Question

I have a form application that performs a simulation and constantly reads/writes a binary file. Everything works fine if you let it run through. However, if the form is closed/ the simulation is aborted the file-stream is not closed properly - leaving the file locked. Is there a way to make sure all streams closed? I tried the following - but it has no effect... Thanks a lot in advance, T

        public BinaryWriter BinWrite;
        public BinaryReader BinRead;

        public BinaryWriter EnvBinWrite;
        public BinaryReader EnvBinRead;       

public void theForm_FormClosing(object sender, FormClosingEventArgs e)
        {

            //Close all binary file reader/writers -- crashes if it cannot overwrite files
            foreach (Building B in AllBldgs)
            {
                try
                {
                    EnvBinRead.Close();
                }
                catch
                { continue; }
                try
                {
                    EnvBinWrite.Close();
                }
                catch
                { continue; }
                try
                {
                    BinRead.Close();
                }
                catch
                { continue; }

                try
                {
                    BinWrite.Close();
                }
                catch
                { continue; }
            }
        }
Was it helpful?

Solution

Are you sure you know what the continue keyword is for? Please note that this continues with the next loop, not the next block of code. So if an exception occurs closing EnvBinRead, you will not enter the block to close EnvBinWrite, but continue with the next item from AllBldgs.

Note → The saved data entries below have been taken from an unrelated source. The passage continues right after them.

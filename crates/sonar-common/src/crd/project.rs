//! SonarProject Custom Resource Definition

use kube::{CustomResource, ResourceExt};
use schemars::JsonSchema;
use serde::{Deserialize, Serialize};

use super::types::ResourceStatus;
use super::ManagedResource;

/// Project visibility
#[derive(Clone, Copy, Debug, Default, Deserialize, Serialize, JsonSchema, PartialEq, Eq)]
#[serde(rename_all = "lowercase")]
pub enum ProjectVisibility {
    /// Browsable by anyone
    Public,
    /// Restricted to users with project permissions
    #[default]
    Private,
}

impl ProjectVisibility {
    /// Wire value expected by SonarQube
    pub fn as_str(&self) -> &'static str {
        match self {
            Self::Public => "public",
            Self::Private => "private",
        }
    }
}

impl std::fmt::Display for ProjectVisibility {
    fn fmt(&self, f: &mut std::fmt::Formatter<'_>) -> std::fmt::Result {
        f.write_str(self.as_str())
    }
}

/// Specification for a SonarQube project
#[derive(CustomResource, Clone, Debug, Deserialize, Serialize, JsonSchema, PartialEq)]
#[kube(
    group = "sonar.dev",
    version = "v1alpha1",
    kind = "SonarProject",
    plural = "sonarprojects",
    shortname = "sprj",
    namespaced,
    status = "ResourceStatus",
    printcolumn = r#"{"name":"Key","type":"string","jsonPath":".spec.key"}"#,
    printcolumn = r#"{"name":"Visibility","type":"string","jsonPath":".spec.visibility"}"#,
    printcolumn = r#"{"name":"Phase","type":"string","jsonPath":".status.phase"}"#,
    printcolumn = r#"{"name":"Age","type":"date","jsonPath":".metadata.creationTimestamp"}"#
)]
#[serde(rename_all = "camelCase")]
pub struct SonarProjectSpec {
    /// SonarQube connection in the same namespace
    pub sonar_ref: String,

    /// Project key
    pub key: String,

    /// Display name
    pub name: String,

    /// Project visibility
    #[serde(default)]
    pub visibility: ProjectVisibility,

    /// Quality gate (by name) to associate with the project
    #[serde(default, skip_serializing_if = "Option::is_none")]
    pub quality_gate: Option<String>,
}

impl ManagedResource for SonarProject {
    const KIND_LABEL: &'static str = "project";

    fn sonar_ref(&self) -> &str {
        &self.spec.sonar_ref
    }

    fn resource_status(&self) -> Option<&ResourceStatus> {
        self.status.as_ref()
    }

    fn validate(&self) -> crate::Result<()> {
        let resource = self.name_any();
        super::require_non_empty(&resource, "spec.sonarRef", &self.spec.sonar_ref)?;
        super::require_non_empty(&resource, "spec.key", &self.spec.key)?;
        super::require_non_empty(&resource, "spec.name", &self.spec.name)?;
        if let Some(gate) = &self.spec.quality_gate {
            super::require_non_empty(&resource, "spec.qualityGate", gate)?;
        }
        Ok(())
    }
}

#[cfg(test)]
mod tests {
    use super::*;

    #[test]
    fn parses_project() {
        let spec: SonarProjectSpec = serde_yaml::from_str(
            r#"
sonarRef: sonar
key: payments-api
name: Payments API
visibility: public
qualityGate: strict
"#,
        )
        .expect("parse spec");
        let p = SonarProject::new("payments-api", spec);
        assert_eq!(p.spec.visibility, ProjectVisibility::Public);
        assert_eq!(p.spec.quality_gate.as_deref(), Some("strict"));
        assert!(p.validate().is_ok());
    }

    #[test]
    fn visibility_defaults_to_private() {
        let spec: SonarProjectSpec =
            serde_yaml::from_str("sonarRef: sonar\nkey: k\nname: n\n").expect("parse spec");
        assert_eq!(spec.visibility, ProjectVisibility::Private);
        assert_eq!(spec.visibility.to_string(), "private");
    }
}
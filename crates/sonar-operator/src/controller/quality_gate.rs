//! SonarQualityGate: the gate, its conditions, then the default marker
//!
//! Conditions are keyed by metric. A changed threshold or operator updates the
//! stored condition in place, addressed by its SonarQube id.

use std::collections::{BTreeMap, BTreeSet};

use async_trait::async_trait;
use tracing::{debug, info};

use sonar_client::{ConditionParams, GateCondition, QualityGateApi, SonarApi, SonarHandle};
use sonar_common::crd::{ConditionSpec, SonarQualityGate};
use sonar_common::Result;
use sonar_engine::{reconcile_collection, tolerate_not_found, CollectionOps, Observed, Step};

use super::{found, Chain};

/// Ensure gate, sync conditions, then apply the default flag
pub fn create_chain() -> Chain<SonarQualityGate> {
    Chain::new()
        .then(EnsureGate)
        .then(SyncConditions)
        .then(SetDefaultGate)
}

/// Delete the gate
pub fn delete_chain() -> Chain<SonarQualityGate> {
    Chain::new().then(DeleteGate)
}

struct EnsureGate;

#[async_trait]
impl Step<SonarQualityGate, SonarHandle> for EnsureGate {
    fn name(&self) -> &'static str {
        "ensure_gate"
    }

    async fn run(
        &self,
        client: &SonarHandle,
        gate: &SonarQualityGate,
        observed: &mut Observed,
    ) -> Result<()> {
        let name = &gate.spec.name;
        let existing = match found(client.get_gate(name).await)? {
            Some(existing) => {
                debug!(gate = %name, "Quality gate exists");
                existing
            }
            None => {
                let created = client.create_gate(name).await?;
                info!(gate = %name, id = %created.id, "Created quality gate");
                created
            }
        };
        observed.remote_id = Some(existing.id);
        Ok(())
    }
}

fn condition_params(metric: &str, condition: &ConditionSpec) -> ConditionParams {
    ConditionParams {
        metric: metric.to_string(),
        op: condition.op,
        error: condition.error.clone(),
    }
}

struct GateConditions<'a> {
    api: &'a dyn SonarApi,
    gate: &'a str,
}

#[async_trait]
impl<'a> CollectionOps for GateConditions<'a> {
    type Key = String;
    type Desired = ConditionSpec;
    type Actual = GateCondition;

    fn is_converged(&self, desired: &ConditionSpec, actual: &GateCondition) -> bool {
        desired.op == actual.op && desired.error == actual.error
    }

    async fn create(&self, metric: &String, desired: &ConditionSpec) -> Result<()> {
        self.api
            .create_condition(self.gate, &condition_params(metric, desired))
            .await
    }

    async fn update(
        &self,
        metric: &String,
        desired: &ConditionSpec,
        actual: &GateCondition,
    ) -> Result<()> {
        self.api
            .update_condition(&actual.id, &condition_params(metric, desired))
            .await
    }

    async fn delete(&self, _metric: &String, actual: &GateCondition) -> Result<()> {
        self.api.delete_condition(&actual.id).await
    }
}

struct SyncConditions;

#[async_trait]
impl Step<SonarQualityGate, SonarHandle> for SyncConditions {
    fn name(&self) -> &'static str {
        "sync_conditions"
    }

    async fn run(
        &self,
        client: &SonarHandle,
        gate: &SonarQualityGate,
        _: &mut Observed,
    ) -> Result<()> {
        let name = &gate.spec.name;
        let actual: BTreeMap<String, GateCondition> = client
            .get_gate(name)
            .await?
            .conditions
            .into_iter()
            .map(|c| (c.metric.clone(), c))
            .collect();
        let ops = GateConditions {
            api: &**client,
            gate: name,
        };
        let summary =
            reconcile_collection(&gate.spec.conditions, &actual, &BTreeSet::new(), &ops).await?;
        if !summary.is_noop() {
            info!(
                gate = %name,
                created = summary.created,
                updated = summary.updated,
                deleted = summary.deleted,
                "Synced gate conditions"
            );
        }
        Ok(())
    }
}

struct SetDefaultGate;

#[async_trait]
impl Step<SonarQualityGate, SonarHandle> for SetDefaultGate {
    fn name(&self) -> &'static str {
        "set_default_gate"
    }

    async fn run(
        &self,
        client: &SonarHandle,
        gate: &SonarQualityGate,
        _: &mut Observed,
    ) -> Result<()> {
        if !gate.spec.default {
            return Ok(());
        }
        let name = &gate.spec.name;
        if client.get_gate(name).await?.is_default {
            return Ok(());
        }
        client.set_default_gate(name).await?;
        info!(gate = %name, "Set default quality gate");
        Ok(())
    }
}

struct DeleteGate;

#[async_trait]
impl Step<SonarQualityGate, SonarHandle> for DeleteGate {
    fn name(&self) -> &'static str {
        "delete_gate"
    }

    async fn run(
        &self,
        client: &SonarHandle,
        gate: &SonarQualityGate,
        _: &mut Observed,
    ) -> Result<()> {
        tolerate_not_found(client.delete_gate(&gate.spec.name).await)
    }
}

To eat all exceptions and still try to close all the binary writers, you'd write:

foreach (Building B in AllBldgs)
{
    try
    {
        EnvBinRead.Close();
    }
    catch (Exception exp)
    { 
        Console.WriteLine("Closing EnvBinRead failed!" + exp.ToString());
    }

    try
    {
        EnvBinWrite.Close();
    }
    catch (Exception exp)
    { 
        Console.WriteLine("Closing EnvBinWrite failed!" + exp.ToString());
    }

    try
    {
        BinRead.Close();
    }
    catch (Exception exp)
    { 
        Console.WriteLine("Closing BinRead failed!" + exp.ToString());
    }

    try
    {
        BinWrite.Close();
    }
    catch (Exception exp)
    { 
        Console.WriteLine("Closing BinWrite failed!" + exp.ToString());
    }
}

Please note that simply eating the exceptions is never a good idea. If you don't care whether the reader or write could be closed, check whether it has been initialized before closing it as suggested in the comments.

OTHER TIPS

You should call dispose to close the BinaryReader and Writer.

Explanation:

StreamReader, StreamWriter, BinaryReader and BinaryWriter all close/dispose their underlying streams when you call Dispose on them. They don't dispose of the stream if the reader/writer is just garbage collected though - you should always dispose of the reader/writer, preferrably with a using statement. (In fact, none of these classes have finalizers, nor should they have.)

Personally I prefer to have a using statement for the stream as well. You can nest using statements without braces quite neatly:

using (Stream stream = ...)
using (StreamReader reader = new StreamReader(stream, Encoding.Whatever))
{
}

Even though the using statement for the stream is somewhat redundant (unless the StreamReader constructor throws an exception) I consider it best practice as then if you get rid of the StreamReader and just use the stream directly at a later date, you'll already have the right disposal semantics.

It is always good to use Using block for the streams, Closing them immediately after use.